Das Kaufen und Wiederverkaufen begann mit dem Aufkommen des Internets, das die Verlage in eine Krise stürzte. Als der italienische Traditionsverlag Ricordi 1994 zunächst an Bertelsmann verhökert wurde, fragte ich ein Vorstandsmitglied des Medienkonzerns, was denn für ihn an Ricordi so interessant sei. Er antwortete: „Die Rechte.“

Seit Ottaviano Petrucci, der 1501 in Venedig den ersten Musikverlag gründete, besteht das Unternehmensziel eines Verlags darin, ein geistiges Produkt auf den Markt zu bringen und Geld damit zu verdienen. Ohne ihn gäbe es kein funktionierendes Musikleben. Das ursprüngliche – stets labile – Gleichgewicht von Geld und Geist hat im globalisierten Kapitalismus eine schwere Schlagseite bekommen. Bei den Multis, die den Wert der Musik nur noch ökonomisch bestimmen, wird das Werk zu einer „Marke“ gemacht, zur Handelsware in einem wie geschmiert laufenden medialen Betrieb. Die geistigen Werte haben wohl nur noch in jenen Verlagen eine Chance, in denen Persönlichkeiten und nicht sachfremde Manager den Ton angeben, und das sind häufig Unternehmen mit überschaubaren Besitzverhältnissen. Zu letzteren gehören in Deutschland die wenigen verbliebenen Traditionsverlage wie Schott, Breitkopf oder Bärenreiter und die engagierten Kleinverlage, deren Eigentümer mit den Komponisten auf Du und Du stehen. Hier trifft man noch auf Leute, die an die von ihnen verlegte Musik glauben. Sie sorgen dafür, dass die fünfhundertjährige Musikverlags­tradition nicht im Sog der Globalisierung untergeht.
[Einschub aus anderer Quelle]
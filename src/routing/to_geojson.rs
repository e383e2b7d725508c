use geo::{Coord, LineString, line_string};
use geojson::{Feature, FeatureCollection, Geometry, JsonObject};
use serde_json::json;

use super::path::PathResult;
use crate::Error;
use crate::model::NodeCoordinates;

impl PathResult {
    /// Converts the route to a `GeoJSON` `FeatureCollection`.
    ///
    /// The collection holds one LineString for the whole path, followed by
    /// one two-point LineString per segment carrying its distance for
    /// per-segment labelling. Coordinates are `[longitude, latitude]` per
    /// the GeoJSON convention; nodes missing from the coordinate table are
    /// left out of the geometry.
    pub fn to_geojson(&self, coordinates: &NodeCoordinates) -> FeatureCollection {
        let mut features = Vec::with_capacity(self.segments.len() + 1);

        let path_coords: Vec<Coord<f64>> = self
            .nodes
            .iter()
            .filter_map(|id| coordinates.get(id))
            .map(Coord::from)
            .collect();
        let path_line = LineString::from(path_coords);

        let mut properties = JsonObject::new();
        properties.insert("total_distance_m".to_string(), json!(self.total_distance));
        properties.insert("node_count".to_string(), json!(self.nodes.len()));
        features.push(Feature {
            bbox: None,
            geometry: Some(Geometry::new((&path_line).into())),
            id: None,
            properties: Some(properties),
            foreign_members: None,
        });

        for segment in &self.segments {
            let (Some(from), Some(to)) = (
                coordinates.get(&segment.from),
                coordinates.get(&segment.to),
            ) else {
                continue;
            };

            let line = line_string![
                (x: from.x(), y: from.y()),
                (x: to.x(), y: to.y()),
            ];

            let mut properties = JsonObject::new();
            properties.insert("from".to_string(), json!(segment.from));
            properties.insert("to".to_string(), json!(segment.to));
            properties.insert("distance_m".to_string(), json!(segment.distance));
            features.push(Feature {
                bbox: None,
                geometry: Some(Geometry::new((&line).into())),
                id: None,
                properties: Some(properties),
                foreign_members: None,
            });
        }

        FeatureCollection {
            bbox: None,
            features,
            foreign_members: None,
        }
    }

    /// # Errors
    ///
    /// Returns an error if serialization fails.
    pub fn to_geojson_string(&self, coordinates: &NodeCoordinates) -> Result<String, Error> {
        Ok(serde_json::to_string(&self.to_geojson(coordinates))?)
    }
}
Der Autor war von 1991 bis 1998 Künstlerischer Leiter des Verlags Ricordi in München.

1Monitoringbericht Kultur- und Kreativwirtschaft 2020 des Bundesministeriums für Wirtschaft und Energie.

2Gedruckte Noten unter Druck. Musikverlage im Zeitalter von Computer und Internet, Sendung WDR 3, 10. Februar 2005.

3FAZ vom 4. Juni 2021: „Vivendi findet weiteren Käufer für Universal Music“, FAZ vom 19. Juli 2021: „Der ameri­kani­sche Investor Bill Ackman zieht den Universal-Deal neu auf.